# [What this task involves]
Transcribe the listing from its top line through the line with "than at the". Keep it exact, both ends included, and add nothing.
======== Materials provided
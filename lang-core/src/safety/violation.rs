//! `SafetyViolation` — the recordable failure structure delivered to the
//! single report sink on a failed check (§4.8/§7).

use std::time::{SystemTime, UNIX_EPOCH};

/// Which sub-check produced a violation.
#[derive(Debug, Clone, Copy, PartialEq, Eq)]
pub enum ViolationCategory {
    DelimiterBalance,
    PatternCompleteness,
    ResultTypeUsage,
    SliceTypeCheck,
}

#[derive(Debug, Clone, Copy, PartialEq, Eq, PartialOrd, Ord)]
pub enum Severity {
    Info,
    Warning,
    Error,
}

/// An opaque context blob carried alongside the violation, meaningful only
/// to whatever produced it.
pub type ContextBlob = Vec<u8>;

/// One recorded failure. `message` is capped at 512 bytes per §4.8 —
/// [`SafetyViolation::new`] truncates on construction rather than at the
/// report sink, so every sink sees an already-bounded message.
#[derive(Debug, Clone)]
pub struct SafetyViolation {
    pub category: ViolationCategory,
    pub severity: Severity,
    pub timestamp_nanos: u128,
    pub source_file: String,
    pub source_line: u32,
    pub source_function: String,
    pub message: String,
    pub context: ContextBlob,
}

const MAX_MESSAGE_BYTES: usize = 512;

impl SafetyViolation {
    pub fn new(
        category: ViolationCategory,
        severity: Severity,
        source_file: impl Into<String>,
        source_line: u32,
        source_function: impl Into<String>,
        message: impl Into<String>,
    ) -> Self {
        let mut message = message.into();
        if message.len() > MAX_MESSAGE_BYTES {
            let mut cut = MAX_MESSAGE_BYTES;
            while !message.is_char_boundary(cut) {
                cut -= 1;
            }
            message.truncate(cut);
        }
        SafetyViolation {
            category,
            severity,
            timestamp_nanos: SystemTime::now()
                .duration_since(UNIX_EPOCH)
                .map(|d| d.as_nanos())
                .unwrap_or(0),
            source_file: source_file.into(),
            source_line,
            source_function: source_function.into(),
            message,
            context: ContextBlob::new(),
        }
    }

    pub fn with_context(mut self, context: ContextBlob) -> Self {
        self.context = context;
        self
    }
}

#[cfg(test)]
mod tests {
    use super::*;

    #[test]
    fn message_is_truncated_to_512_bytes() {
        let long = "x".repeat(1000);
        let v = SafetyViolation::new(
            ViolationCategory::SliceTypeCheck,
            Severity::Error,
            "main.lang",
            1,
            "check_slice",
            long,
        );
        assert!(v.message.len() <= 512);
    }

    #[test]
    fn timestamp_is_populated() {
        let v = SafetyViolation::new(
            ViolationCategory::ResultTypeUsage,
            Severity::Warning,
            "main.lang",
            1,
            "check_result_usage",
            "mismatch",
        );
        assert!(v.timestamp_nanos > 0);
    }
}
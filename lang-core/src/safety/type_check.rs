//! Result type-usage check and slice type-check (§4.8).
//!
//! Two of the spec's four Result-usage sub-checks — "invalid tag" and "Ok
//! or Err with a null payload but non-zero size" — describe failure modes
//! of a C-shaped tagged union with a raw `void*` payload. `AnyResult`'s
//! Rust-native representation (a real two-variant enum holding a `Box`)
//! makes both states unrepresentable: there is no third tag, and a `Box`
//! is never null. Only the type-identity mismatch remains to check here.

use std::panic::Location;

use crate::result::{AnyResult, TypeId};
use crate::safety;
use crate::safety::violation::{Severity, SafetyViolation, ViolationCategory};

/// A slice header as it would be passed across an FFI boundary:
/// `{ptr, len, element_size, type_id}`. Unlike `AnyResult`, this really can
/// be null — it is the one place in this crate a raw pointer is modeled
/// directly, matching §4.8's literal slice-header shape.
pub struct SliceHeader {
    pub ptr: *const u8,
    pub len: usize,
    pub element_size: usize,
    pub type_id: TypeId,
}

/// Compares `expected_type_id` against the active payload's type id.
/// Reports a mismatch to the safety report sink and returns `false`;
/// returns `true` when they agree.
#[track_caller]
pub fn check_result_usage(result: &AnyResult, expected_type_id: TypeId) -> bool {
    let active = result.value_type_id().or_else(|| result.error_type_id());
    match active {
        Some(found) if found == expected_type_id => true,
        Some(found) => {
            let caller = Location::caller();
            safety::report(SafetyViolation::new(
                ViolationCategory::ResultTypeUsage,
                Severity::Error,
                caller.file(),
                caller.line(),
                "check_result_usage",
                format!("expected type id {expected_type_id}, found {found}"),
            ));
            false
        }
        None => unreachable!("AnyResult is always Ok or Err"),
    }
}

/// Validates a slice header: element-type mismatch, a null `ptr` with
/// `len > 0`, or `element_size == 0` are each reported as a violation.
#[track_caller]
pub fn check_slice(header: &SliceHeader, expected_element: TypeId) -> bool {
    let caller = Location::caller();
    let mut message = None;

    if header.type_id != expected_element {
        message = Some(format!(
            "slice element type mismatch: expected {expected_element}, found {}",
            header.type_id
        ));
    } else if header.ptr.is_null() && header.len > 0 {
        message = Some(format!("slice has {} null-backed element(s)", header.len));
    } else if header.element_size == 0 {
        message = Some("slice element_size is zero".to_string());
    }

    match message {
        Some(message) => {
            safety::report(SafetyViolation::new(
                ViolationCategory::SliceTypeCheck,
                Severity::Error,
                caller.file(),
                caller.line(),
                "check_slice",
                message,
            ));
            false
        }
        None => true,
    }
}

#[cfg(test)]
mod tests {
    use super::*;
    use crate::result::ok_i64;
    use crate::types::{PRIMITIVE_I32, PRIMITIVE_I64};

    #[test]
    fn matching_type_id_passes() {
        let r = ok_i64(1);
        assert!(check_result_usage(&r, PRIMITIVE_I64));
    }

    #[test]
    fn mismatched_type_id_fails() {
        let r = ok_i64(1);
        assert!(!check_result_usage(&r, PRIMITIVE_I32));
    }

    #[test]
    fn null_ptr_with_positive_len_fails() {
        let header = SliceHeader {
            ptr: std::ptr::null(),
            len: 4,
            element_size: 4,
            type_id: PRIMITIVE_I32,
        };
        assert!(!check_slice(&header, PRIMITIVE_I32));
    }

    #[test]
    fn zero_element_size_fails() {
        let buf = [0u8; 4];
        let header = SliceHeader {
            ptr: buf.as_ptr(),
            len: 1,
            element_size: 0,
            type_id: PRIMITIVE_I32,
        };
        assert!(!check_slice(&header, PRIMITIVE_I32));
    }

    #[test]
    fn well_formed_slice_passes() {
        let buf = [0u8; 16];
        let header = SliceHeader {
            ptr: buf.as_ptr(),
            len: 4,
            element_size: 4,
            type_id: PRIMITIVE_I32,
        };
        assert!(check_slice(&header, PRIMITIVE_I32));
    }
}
================
# [Solution to this problem]
filename lang-core/src/safety/violation.rs
//! `SafetyViolation` — the recordable failure structure delivered to the
//! single report sink on a failed check (§4.8/§7).

use std::time::{SystemTime, UNIX_EPOCH};

/// Which sub-check produced a violation.
#[derive(Debug, Clone, Copy, PartialEq, Eq)]
pub enum ViolationCategory {
    DelimiterBalance,
    PatternCompleteness,
    ResultTypeUsage,
    SliceTypeCheck,
}

#[derive(Debug, Clone, Copy, PartialEq, Eq, PartialOrd, Ord)]
pub enum Severity {
    Info,
    Warning,
    Error,
}

/// An opaque context blob carried alongside the violation, meaningful only
/// to whatever produced it.
pub type ContextBlob = Vec<u8>;

/// One recorded failure. `message` is capped at 512 bytes per §4.8 —
/// [`SafetyViolation::new`] truncates on construction rather than at the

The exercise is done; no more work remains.